You may not have noticed, but Yahoo is really and truly evolving with Marissa Mayer at the helm. As it's been buying up companies left and right — including Tumblr, Rondee, Loki, and others — it's also been shedding dead weight. Last Friday, in fact, the company revealed it will be pulling the plug on its venerable AltaVista search, WebPlayer, Yahoo RSS Alerts, and other apps — and a couple of APIs, in favor of the YQL (Yahoo Query Language).
These acquisitions and cuts all point to Mayer guiding Yahoo toward becoming a next-gen mobile company, one that delivers "visual, rich" content and services via smartphones, tablets, wearables, and beyond. "We have the content. We have all of the information that people want on their phones," she said in her first public interview since becoming CEO. "Now it's about making it easy and relevant to use on mobile."

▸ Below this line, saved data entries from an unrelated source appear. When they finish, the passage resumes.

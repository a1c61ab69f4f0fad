use std::path::PathBuf;
use thiserror::Error;

#[derive(Error, Debug)]
pub enum TakeoutError {
    // I/O errors
    #[error("I/O error: {0}")]
    Io(#[from] std::io::Error),

    #[error("Failed to place {source_path} into {destination}: {error}")]
    PlacementFailed {
        source_path: PathBuf,
        destination: PathBuf,
        error: std::io::Error,
    },

    // Filesystem errors
    #[error("Path not found: {0}")]
    PathNotFound(PathBuf),

    #[error("Not a directory: {0}")]
    NotADirectory(PathBuf),

    // Sidecar records
    #[error("Unparseable metadata record {path}: {reason}")]
    UnparseableRecord { path: PathBuf, reason: String },

    #[error("JSON error: {0}")]
    Json(#[from] serde_json::Error),

    // Metadata collaborator
    #[error("exiftool is not installed or not in PATH")]
    ExiftoolMissing,

    #[error("Exiftool error: {0}")]
    Exiftool(String),

    #[error("Found {0} corrupted or unreadable file(s)")]
    CorruptOutput(usize),

    // Worker pool
    #[error("Failed to build worker pool: {0}")]
    WorkerPool(#[from] rayon::ThreadPoolBuildError),

    // User interaction
    #[error("Operation cancelled by user")]
    Cancelled,

    #[error("Argument error: {0}")]
    Argument(String),
}

/// Result type for takeoutsort operations.
pub type Result<T> = std::result::Result<T, TakeoutError>;
use crate::takeoutsort_core::dates::ResolvedDate;
use crate::takeoutsort_core::error::{Result, TakeoutError};
use base64::{Engine, engine::general_purpose};
use filetime::FileTime;
use sha2::{Digest, Sha256};
use std::collections::HashSet;
use std::fs::{self, OpenOptions};
use std::io;
use std::path::{Path, PathBuf};
use std::sync::Mutex;
use time::PrimitiveDateTime;

/// Folder created inside the input root for organized output.
pub const OUTPUT_DIR_NAME: &str = "Output";

/// Bucket for files without any resolvable date.
pub const UNKNOWN_DIR_NAME: &str = "Unknown";

const MAX_COLLISION_SUFFIX: u32 = 100_000;

/// How the data reaches its destination.
#[derive(Debug, Clone, Copy, PartialEq, Eq)]
pub enum PlaceMode {
    /// Copy; the destination will be modified afterwards (e.g. embedding).
    Copy,
    /// Copy unchanged. An identical file left by an earlier run is reused.
    CopyVerbatim,
    /// Rename (or copy and delete across filesystems).
    Move,
}

/// Outcome of committing a file to its destination.
#[derive(Debug, Clone, PartialEq, Eq)]
pub struct Placement {
    pub path: PathBuf,
    /// An identical file was already there; nothing was written.
    pub reused: bool,
}

/// Destination names taken during one run.
///
/// A name created in this run is never handed to another task, even when the
/// content matches. Files left by earlier runs can be reused by one task only.
#[derive(Debug, Default)]
pub struct ClaimSet {
    claimed: Mutex<HashSet<PathBuf>>,
}

impl ClaimSet {
    pub fn new() -> Self {
        Self::default()
    }

    /// Take `path` for the caller. False if another task already has it.
    pub fn claim(&self, path: &Path) -> bool {
        self.lock().insert(path.to_path_buf())
    }

    pub fn release(&self, path: &Path) {
        self.lock().remove(path);
    }

    pub fn is_claimed(&self, path: &Path) -> bool {
        self.lock().contains(path)
    }

    fn lock(&self) -> std::sync::MutexGuard<'_, HashSet<PathBuf>> {
        self.claimed.lock().unwrap_or_else(|e| e.into_inner())
    }
}

/// Candidate `counter` for `filename` in `dest_dir`: the name itself, then `_1`, `_2`, ...
pub fn candidate_path(dest_dir: &Path, filename: &str, counter: u32) -> PathBuf {
    if counter == 0 {
        dest_dir.join(filename)
    } else {
        dest_dir.join(suffixed_name(filename, counter))
    }
}

/// Existing files at `filename`, `filename_1`, ... up to the first free name.
pub fn existing_candidates(dest_dir: &Path, filename: &str) -> impl Iterator<Item = PathBuf> {
    (0..MAX_COLLISION_SUFFIX)
        .map(move |counter| candidate_path(dest_dir, filename, counter))
        .take_while(|candidate| candidate.exists())
}

/// Commit `source` into `dest_dir` under `filename`, appending `_<n>` on collision.
///
/// Each candidate name is claimed in `claims` and then created exclusively, so
/// concurrent callers never receive the same destination.
pub fn place_file(
    source: &Path,
    dest_dir: &Path,
    filename: &str,
    mode: PlaceMode,
    claims: &ClaimSet,
) -> Result<Placement> {
    let fail = |destination: PathBuf, error: io::Error| TakeoutError::PlacementFailed {
        source_path: source.to_path_buf(),
        destination,
        error,
    };

    fs::create_dir_all(dest_dir).map_err(|e| fail(dest_dir.to_path_buf(), e))?;
    let source_len = fs::metadata(source)
        .map_err(|e| fail(dest_dir.join(filename), e))?
        .len();

    for counter in 0..MAX_COLLISION_SUFFIX {
        let candidate = candidate_path(dest_dir, filename, counter);
        if !claims.claim(&candidate) {
            continue;
        }

        match OpenOptions::new().write(true).create_new(true).open(&candidate) {
            Ok(claimed) => {
                drop(claimed);
                if counter > 0 {
                    log::info!("Name collision detected, using: {}", candidate.display());
                }
                if let Err(e) = transfer(source, &candidate, mode) {
                    let _ = fs::remove_file(&candidate);
                    return Err(fail(candidate, e));
                }
                return Ok(Placement {
                    path: candidate,
                    reused: false,
                });
            }
            Err(e) if e.kind() == io::ErrorKind::AlreadyExists => {
                // Left by an earlier run: free for one reuser.
                claims.release(&candidate);
                if mode == PlaceMode::CopyVerbatim
                    && same_content(source, source_len, &candidate).unwrap_or(false)
                    && claims.claim(&candidate)
                {
                    log::debug!(
                        "{} already placed at {}",
                        source.display(),
                        candidate.display()
                    );
                    return Ok(Placement {
                        path: candidate,
                        reused: true,
                    });
                }
            }
            Err(e) => {
                claims.release(&candidate);
                return Err(fail(candidate, e));
            }
        }
    }

    Err(fail(
        dest_dir.join(filename),
        io::Error::other("no free destination name"),
    ))
}

fn transfer(source: &Path, destination: &Path, mode: PlaceMode) -> io::Result<()> {
    match mode {
        PlaceMode::Copy | PlaceMode::CopyVerbatim => copy_preserving_mtime(source, destination),
        PlaceMode::Move => {
            if fs::rename(source, destination).is_ok() {
                return Ok(());
            }
            // Different filesystem: copy, then remove the original.
            copy_preserving_mtime(source, destination)?;
            fs::remove_file(source)
        }
    }
}

fn copy_preserving_mtime(source: &Path, destination: &Path) -> io::Result<()> {
    fs::copy(source, destination)?;
    let metadata = fs::metadata(source)?;
    filetime::set_file_mtime(destination, FileTime::from_last_modification_time(&metadata))
}

/// Set the modification time of a placed file to its resolved date.
pub fn set_file_date(path: &Path, date: &ResolvedDate) -> io::Result<()> {
    filetime::set_file_mtime(path, FileTime::from_unix_time(date.unix_timestamp(), 0))
}

fn same_content(source: &Path, source_len: u64, candidate: &Path) -> io::Result<bool> {
    if fs::metadata(candidate)?.len() != source_len {
        return Ok(false);
    }
    Ok(hash_file(source)? == hash_file(candidate)?)
}

/// Calculate SHA256 hash of a file, returned as base64.
pub fn hash_file(path: &Path) -> io::Result<String> {
    let mut file = fs::File::open(path)?;
    let mut hasher = Sha256::new();
    io::copy(&mut file, &mut hasher)?;
    Ok(general_purpose::STANDARD.encode(hasher.finalize()))
}
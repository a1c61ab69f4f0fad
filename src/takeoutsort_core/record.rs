use crate::takeoutsort_core::dates::{Provenance, ResolvedDate, from_unix_timestamp};
use crate::takeoutsort_core::error::{Result, TakeoutError};
use serde_json::Value;
use std::borrow::Cow;
use std::fs;
use std::path::Path;

/// A geographic point. `(0, 0)` is never constructed; the export uses it for "unknown".
#[derive(Debug, Clone, Copy, PartialEq)]
pub struct GeoPoint {
    pub latitude: f64,
    pub longitude: f64,
    pub altitude: f64,
}

/// Decoded sidecar record. Every field is optional and extracted independently.
#[derive(Debug, Clone, Default, PartialEq)]
pub struct MetadataRecord {
    pub taken_at: Option<i64>,
    pub created_at: Option<i64>,
    pub geo: Option<GeoPoint>,
    pub people: Vec<String>,
    pub description: Option<String>,
    pub url: Option<String>,
    pub title: Option<String>,
}

impl MetadataRecord {
    /// Read and decode a record file.
    pub fn load(path: &Path) -> Result<Self> {
        let bytes = fs::read(path).map_err(|e| TakeoutError::UnparseableRecord {
            path: path.to_path_buf(),
            reason: e.to_string(),
        })?;

        Self::from_bytes(&bytes).map_err(|e| TakeoutError::UnparseableRecord {
            path: path.to_path_buf(),
            reason: match e {
                TakeoutError::UnparseableRecord { reason, .. } => reason,
                other => other.to_string(),
            },
        })
    }

    /// Decode raw bytes (UTF-8, falling back to Latin-1) and extract the known fields.
    pub fn from_bytes(bytes: &[u8]) -> Result<Self> {
        let text = decode_text(bytes);
        let value: Value = serde_json::from_str(&text)?;
        if !value.is_object() {
            return Err(TakeoutError::UnparseableRecord {
                path: Default::default(),
                reason: "record is not a JSON object".to_string(),
            });
        }
        Ok(Self::from_value(&value))
    }

    pub fn from_value(value: &Value) -> Self {
        MetadataRecord {
            taken_at: nested_timestamp(value, "photoTakenTime"),
            created_at: nested_timestamp(value, "creationTime"),
            geo: extract_geo(value),
            people: extract_people(value),
            description: extract_text(value, "description"),
            url: extract_text(value, "url"),
            title: extract_title(value),
        }
    }

    /// The primary capture time, else the creation time.
    pub fn timestamp(&self) -> Option<i64> {
        self.taken_at.or(self.created_at)
    }

    /// Record-based date resolution.
    pub fn resolved_date(&self) -> Option<ResolvedDate> {
        if let Some(at) = self.taken_at.and_then(from_unix_timestamp) {
            return Some(ResolvedDate::new(at, Provenance::RecordPrimary));
        }
        self.created_at
            .and_then(from_unix_timestamp)
            .map(|at| ResolvedDate::new(at, Provenance::RecordFallback))
    }
}

/// Decode record bytes as UTF-8, or as Latin-1 when that fails.
pub fn decode_text(bytes: &[u8]) -> Cow<'_, str> {
    let bytes = bytes.strip_prefix(b"\xEF\xBB\xBF").unwrap_or(bytes);
    match std::str::from_utf8(bytes) {
        Ok(text) => Cow::Borrowed(text),
        Err(_) => {
            log::debug!("Record is not valid UTF-8, decoding as Latin-1");
            encoding_rs::mem::decode_latin1(bytes)
        }
    }
}

/// Primary timestamp, else the fallback creation timestamp.
pub fn extract_timestamp(value: &Value) -> Option<i64> {
    nested_timestamp(value, "photoTakenTime").or_else(|| nested_timestamp(value, "creationTime"))
}

/// `{"<key>": {"timestamp": "1609459200"}}`; the timestamp may also be a number.
fn nested_timestamp(value: &Value, key: &str) -> Option<i64> {
    let raw = value.get(key)?.get("timestamp")?;
    let seconds = match raw {
        Value::String(s) => s.trim().parse::<i64>().ok()?,
        Value::Number(n) => n.as_i64()?,
        _ => return None,
    };
    // Reject values that cannot be represented as a date.
    from_unix_timestamp(seconds).map(|_| seconds)
}

/// Helper to extract f64 from Value (handles both string and number)
fn value_to_f64(v: &Value) -> Option<f64> {
    match v {
        Value::Number(n) => n.as_f64(),
        Value::String(s) => s.trim().parse().ok(),
        _ => None,
    }
}

pub fn extract_geo(value: &Value) -> Option<GeoPoint> {
    let geo = value.get("geoData")?.as_object()?;
    let coordinate = |key: &str| match geo.get(key) {
        None | Some(Value::Null) => Some(0.0),
        Some(v) => value_to_f64(v),
    };

    let latitude = coordinate("latitude")?;
    let longitude = coordinate("longitude")?;
    let altitude = coordinate("altitude").unwrap_or(0.0);

    if latitude == 0.0 && longitude == 0.0 {
        return None;
    }
    if !latitude.is_finite() || !longitude.is_finite() {
        return None;
    }

    Some(GeoPoint {
        latitude,
        longitude,
        altitude: if altitude.is_finite() { altitude } else { 0.0 },
    })
}

pub fn extract_people(value: &Value) -> Vec<String> {
    let Some(people) = value.get("people").and_then(Value::as_array) else {
        return Vec::new();
    };

    people
        .iter()
        .filter_map(|p| p.get("name")?.as_str())
        .map(str::trim)
        .filter(|name| !name.is_empty())
        .map(str::to_string)
        .collect()
}

pub fn extract_description(value: &Value) -> Option<String> {
    extract_text(value, "description")
}

pub fn extract_url(value: &Value) -> Option<String> {
    extract_text(value, "url")
}

/// The original media filename the record was written for.
pub fn extract_title(value: &Value) -> Option<String> {
    extract_text(value, "title")
}

fn extract_text(value: &Value, key: &str) -> Option<String> {
    let text = value.get(key)?.as_str()?.trim();
    if text.is_empty() {
        None
    } else {
        Some(text.to_string())
    }
}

The process of becoming a lean, mean, mobile-focused machine entails dumping old technologies that don't serve that vision, and Yahoo's been doing just that. In April, the company announced that, in the name of "sharpening [its] focus" it was shutting down Yahoo Avatars, the Yahoo Message Boards website, Yahoo App Search, and other products. In March, the companyrevealed it was pulling the plug on products like Yahoo SMS Alerts, as well as Yahoo Mail and Messenger J2ME apps for feature phones.
Good-bye APIs, hello YQL?
The most recent round of announced cuts stand out, however, in that they don't just include products that won't be missed by any but the most nostalgic of Internet denizens (when's the last time you AltaVistaed anything?). There are a couple of APIs on the list with entirely different fates: The Yahoo Local API is being outright eliminated come Sept. 30. By contrast, the company is eliminating direct access to the Yahoo Term Extraction API; existing users who still want the functionality will need to migrate to YQL requests by Sept. 28.
"The Yahoo Query Language lets you query, filter, and join data across any Web data source or service on the Web. Using our YQL Web service, apps run faster with fewer lines of code and a smaller network footprint," wrote YQL Lead Jonathan Trevor back in 2009. "YQL treats the entire Web as a source of table data, enabling developers to select * from Internet."